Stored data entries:
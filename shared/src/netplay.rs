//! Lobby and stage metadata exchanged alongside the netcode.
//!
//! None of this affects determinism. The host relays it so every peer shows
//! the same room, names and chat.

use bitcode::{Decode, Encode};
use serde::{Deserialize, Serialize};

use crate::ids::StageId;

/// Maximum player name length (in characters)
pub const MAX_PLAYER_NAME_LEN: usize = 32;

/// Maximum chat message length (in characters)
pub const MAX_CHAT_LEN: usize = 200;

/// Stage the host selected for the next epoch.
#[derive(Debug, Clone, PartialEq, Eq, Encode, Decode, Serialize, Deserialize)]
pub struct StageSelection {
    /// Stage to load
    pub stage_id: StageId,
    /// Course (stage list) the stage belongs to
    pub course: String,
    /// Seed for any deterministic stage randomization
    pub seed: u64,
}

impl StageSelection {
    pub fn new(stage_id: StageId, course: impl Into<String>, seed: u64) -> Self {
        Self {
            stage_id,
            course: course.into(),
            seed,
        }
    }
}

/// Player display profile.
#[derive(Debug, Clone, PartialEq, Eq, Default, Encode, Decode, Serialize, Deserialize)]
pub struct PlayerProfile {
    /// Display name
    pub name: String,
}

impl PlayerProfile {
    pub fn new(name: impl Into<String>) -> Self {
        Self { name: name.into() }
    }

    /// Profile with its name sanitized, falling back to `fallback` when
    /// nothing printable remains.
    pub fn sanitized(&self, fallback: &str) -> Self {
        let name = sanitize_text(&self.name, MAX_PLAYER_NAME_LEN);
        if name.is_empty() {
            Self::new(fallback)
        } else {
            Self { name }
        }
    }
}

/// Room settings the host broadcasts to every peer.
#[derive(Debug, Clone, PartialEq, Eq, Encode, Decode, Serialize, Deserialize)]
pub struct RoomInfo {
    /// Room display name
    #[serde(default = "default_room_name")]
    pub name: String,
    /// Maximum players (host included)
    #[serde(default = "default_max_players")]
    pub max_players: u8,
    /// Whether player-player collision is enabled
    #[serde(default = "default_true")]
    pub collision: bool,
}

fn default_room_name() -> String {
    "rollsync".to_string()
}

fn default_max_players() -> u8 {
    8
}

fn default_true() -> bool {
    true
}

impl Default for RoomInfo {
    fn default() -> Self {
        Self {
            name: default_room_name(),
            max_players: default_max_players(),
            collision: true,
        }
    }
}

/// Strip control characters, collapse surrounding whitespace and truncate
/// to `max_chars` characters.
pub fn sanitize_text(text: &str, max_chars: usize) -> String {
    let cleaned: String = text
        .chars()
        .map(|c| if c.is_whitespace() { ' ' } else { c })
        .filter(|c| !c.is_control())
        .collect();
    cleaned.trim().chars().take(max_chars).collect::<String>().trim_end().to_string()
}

---

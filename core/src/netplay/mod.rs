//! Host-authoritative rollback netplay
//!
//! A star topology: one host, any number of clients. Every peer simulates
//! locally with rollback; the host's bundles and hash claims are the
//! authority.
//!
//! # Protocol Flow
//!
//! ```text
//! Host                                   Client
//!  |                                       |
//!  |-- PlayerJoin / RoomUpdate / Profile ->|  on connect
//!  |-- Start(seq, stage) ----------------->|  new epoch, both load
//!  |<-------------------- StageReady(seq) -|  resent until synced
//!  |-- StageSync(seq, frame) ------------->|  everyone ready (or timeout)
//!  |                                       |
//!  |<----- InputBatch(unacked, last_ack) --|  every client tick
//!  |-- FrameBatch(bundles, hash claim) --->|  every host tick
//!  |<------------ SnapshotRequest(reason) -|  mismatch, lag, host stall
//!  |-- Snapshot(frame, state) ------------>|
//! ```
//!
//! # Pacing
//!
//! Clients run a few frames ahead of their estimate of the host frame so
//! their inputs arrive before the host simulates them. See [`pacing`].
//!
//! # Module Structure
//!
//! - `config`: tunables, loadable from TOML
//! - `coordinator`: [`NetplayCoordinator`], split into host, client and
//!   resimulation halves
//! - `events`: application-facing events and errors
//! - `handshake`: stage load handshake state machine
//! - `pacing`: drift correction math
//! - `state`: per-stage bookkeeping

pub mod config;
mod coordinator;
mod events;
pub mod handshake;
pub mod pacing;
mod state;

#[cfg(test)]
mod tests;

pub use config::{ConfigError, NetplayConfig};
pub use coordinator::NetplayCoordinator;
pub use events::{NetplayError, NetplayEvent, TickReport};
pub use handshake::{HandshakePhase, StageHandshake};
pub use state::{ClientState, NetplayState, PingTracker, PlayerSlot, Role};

→ **PROBLEM DESCRIPTION**
Set down again, word for word, the stretch of records from the line with "filename shared/src/netplay.rs" to the line with "pub const MAX_CHAT_LEN: usize = 200;", both of those lines included.

→ **RESULT OF THE TASK**
filename shared/src/netplay.rs
//! Lobby and stage metadata exchanged alongside the netcode.
//!
//! None of this affects determinism. The host relays it so every peer shows
//! the same room, names and chat.

use bitcode::{Decode, Encode};
use serde::{Deserialize, Serialize};

use crate::ids::StageId;

/// Maximum player name length (in characters)
pub const MAX_PLAYER_NAME_LEN: usize = 32;

/// Maximum chat message length (in characters)
pub const MAX_CHAT_LEN: usize = 200;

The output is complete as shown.